Herro likes that Lloyds Bank enjoys a solid reputation among depositors, which keeps it out of rate wars to attract funds, and leaves its net interest margin healthy. Valuations across the sector remain depressed from the days of near-zero interest rates. Lloyds’ shares trade below six times earnings, or at 65% of book value per share. The dividend yield is 6%. “This is a company that in the next five years should give back the equivalent of its market cap to the shareholder in the form of dividends and stock buybacks,” says Herro. Lloyds is his largest position.
Germany’s
Bayer
(BAYRY) started as a textile dye maker 160 years ago and moved into pain medicines. One of its first hits, over-the-counter heroin, has fallen out of regulatory favor. Another, aspirin, is still going strong. Consumer products are only 12% of company sales, and pharmaceuticals, 38%.

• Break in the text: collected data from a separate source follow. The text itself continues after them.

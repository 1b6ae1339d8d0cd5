//! Voucher field validation
//!
//! Pure rule checks for a single candidate. Nothing here touches storage;
//! code uniqueness is resolved by the caller.
//!
//! Rules run in a fixed order and stop at the first violation:
//! code, then discount, then expiry date (format before range).

use crate::voucher::{
    NewVoucher, VoucherCandidate, DATE_FORMAT, MAX_CODE_LENGTH, MAX_DISCOUNT_PERCENT,
    MIN_DISCOUNT_PERCENT,
};
use chrono::NaiveDate;
use thiserror::Error;

/// Field-level rejection reasons
#[derive(Error, Debug, Clone, PartialEq)]
pub enum ValidationError {
    #[error("voucher code is required")]
    EmptyCode,

    #[error("voucher code exceeds 50 characters")]
    CodeTooLong,

    #[error("invalid discount percent '{0}': must be a number")]
    NotANumber(String),

    #[error("discount percent {0:.2} out of range (must be 1-100)")]
    DiscountOutOfRange(f64),

    #[error("invalid date format '{0}': expected YYYY-MM-DD")]
    InvalidDateFormat(String),

    #[error("expiry date {0} must be today or in the future")]
    ExpiryInPast(String),

    #[error("insufficient columns (expected 3: voucher_code, discount_percent, expiry_date)")]
    InsufficientColumns,
}

/// Today's date in local time, truncated to the day
pub fn today_local() -> NaiveDate {
    chrono::Local::now().date_naive()
}

/// Check code presence and length (in characters)
pub fn validate_code(code: &str) -> Result<(), ValidationError> {
    if code.is_empty() {
        return Err(ValidationError::EmptyCode);
    }
    if code.chars().count() > MAX_CODE_LENGTH {
        return Err(ValidationError::CodeTooLong);
    }
    Ok(())
}

/// Parse a discount from its text form
///
/// `NaN` and infinities parse as floats but are not numbers for our purposes.
pub fn parse_discount(raw: &str) -> Result<f64, ValidationError> {
    match raw.parse::<f64>() {
        Ok(value) if value.is_finite() => Ok(value),
        _ => Err(ValidationError::NotANumber(raw.to_string())),
    }
}

/// Check the inclusive discount range [1, 100]
pub fn check_discount(value: f64) -> Result<f64, ValidationError> {
    if !(MIN_DISCOUNT_PERCENT..=MAX_DISCOUNT_PERCENT).contains(&value) {
        return Err(ValidationError::DiscountOutOfRange(value));
    }
    Ok(value)
}

/// Parse `YYYY-MM-DD` strictly: four-digit year, two-digit month and day
pub fn parse_expiry_date(raw: &str) -> Result<NaiveDate, ValidationError> {
    let bytes = raw.as_bytes();
    let shaped = bytes.len() == 10
        && bytes.iter().enumerate().all(|(i, b)| match i {
            4 | 7 => *b == b'-',
            _ => b.is_ascii_digit(),
        });
    if !shaped {
        return Err(ValidationError::InvalidDateFormat(raw.to_string()));
    }

    NaiveDate::parse_from_str(raw, DATE_FORMAT)
        .map_err(|_| ValidationError::InvalidDateFormat(raw.to_string()))
}

/// Reject dates strictly before `today`; `today` itself is accepted
pub fn check_expiry(date: NaiveDate, raw: &str, today: NaiveDate) -> Result<NaiveDate, ValidationError> {
    if date < today {
        return Err(ValidationError::ExpiryInPast(raw.to_string()));
    }
    Ok(date)
}

/// Validate a typed candidate (JSON create/update and batch rows)
pub fn validate_candidate(
    candidate: &VoucherCandidate,
    today: NaiveDate,
) -> Result<NewVoucher, ValidationError> {
    validate_code(&candidate.voucher_code)?;
    let discount_percent = check_discount(candidate.discount_percent)?;
    let expiry_date = parse_expiry_date(&candidate.expiry_date)?;
    let expiry_date = check_expiry(expiry_date, &candidate.expiry_date, today)?;

    Ok(NewVoucher {
        voucher_code: candidate.voucher_code.clone(),
        discount_percent,
        expiry_date,
    })
}

/// Validate the discount and date cells of a CSV row
///
/// Cells are trimmed before parsing. The code cell is checked separately by
/// the import pipeline because a storage lookup sits between the two steps.
pub fn validate_csv_values(
    discount_raw: &str,
    date_raw: &str,
    today: NaiveDate,
) -> Result<(f64, NaiveDate), ValidationError> {
    let discount_raw = discount_raw.trim();
    let discount = check_discount(parse_discount(discount_raw)?)?;

    let date_raw = date_raw.trim();
    let date = parse_expiry_date(date_raw)?;
    let date = check_expiry(date, date_raw, today)?;

    Ok((discount, date))
}
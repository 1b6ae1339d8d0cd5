//! vms-api library - voucher management HTTP service
//!
//! Token-gated REST API over the voucher store: CRUD, paged listing,
//! CSV/JSON bulk import and CSV export.

use axum::Router;
use chrono::Duration;
use std::sync::Arc;
use vms_common::VoucherRepository;

pub mod api;
pub mod error;
pub mod services;

pub use error::{ApiError, ApiResult};

use services::{BatchImporter, VoucherService};

/// Application state shared across HTTP handlers
#[derive(Clone)]
pub struct AppState {
    pub vouchers: Arc<VoucherService>,
    pub importer: Arc<BatchImporter>,
    /// HMAC key for access tokens
    pub jwt_secret: Arc<str>,
    /// Lifetime of issued access tokens
    pub token_ttl: Duration,
}

impl AppState {
    /// Create new application state around a voucher repository
    pub fn new(repo: Arc<dyn VoucherRepository>, jwt_secret: &str, token_ttl: Duration) -> Self {
        Self {
            vouchers: Arc::new(VoucherService::new(Arc::clone(&repo))),
            importer: Arc::new(BatchImporter::new(repo)),
            jwt_secret: Arc::from(jwt_secret),
            token_ttl,
        }
    }
}

/// Build application router
///
/// `/health`, build info and login are public; everything under `/api/v1/vouchers`
/// requires a bearer token.
pub fn build_router(state: AppState) -> Router {
    use axum::middleware;
    use axum::routing::get;

    // Protected routes (require authentication)
    let protected = api::voucher_routes().layer(middleware::from_fn_with_state(
        state.clone(),
        api::auth_middleware,
    ));

    // Public routes (no authentication)
    let public = Router::new()
        .route("/api/v1/buildinfo", get(api::get_build_info))
        .merge(api::health_routes())
        .merge(api::auth_routes());

    Router::new()
        .merge(protected)
        .merge(public)
        .with_state(state)
}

The remaining half of the money is made from crop science products, which got a big boost from a 2018 acquisition of Monsanto. But that deal has lost money for shareholders due to lawsuits alleging that Monsanto’s Roundup weedkiller causes cancer.
Bayer said last year that it had faced 154,000 claims and that 110,000 had been settled or dismissed. It has set aside $16 billion for remaining cases and says it will remove Roundup from shelves by year’s end. It had won nine straight cases until last month, when it lost three. Herro says the matter is “kind of in runoff.” Bayer has had a new CEO since June, American drug executive Bill Anderson, who promises a business shake-up and increased cash flow. “He’s just what the doctor ordered,” says Herro. Shares are 6.5 times earnings.
CNH Industrial
(CNHI) is the No. 2 tractor maker behind
Deere
(DE), and well positioned for a long-term tech push on farms. But the short term could be rocky. The stock tumbled 10.6% this past Wednesday after management lowered its sales forecast, citing a downturn in Brazil, and announced job cuts. U.S. farmer incomes are falling this year. CNH has been buying back stock, now at six times earnings, and plans a minor de-Europification of sorts by dropping its Italian stock listing, leaving only its U.S. one. Investors will need help making sense of a complicated back story. The company did a yearslong stretch as part of
Fiat,
the auto maker, lumped in with commercial trucks. But its name comes from Case and New Holland, well-known tractor brands that hail originally from Wisconsin and Pennsylvania.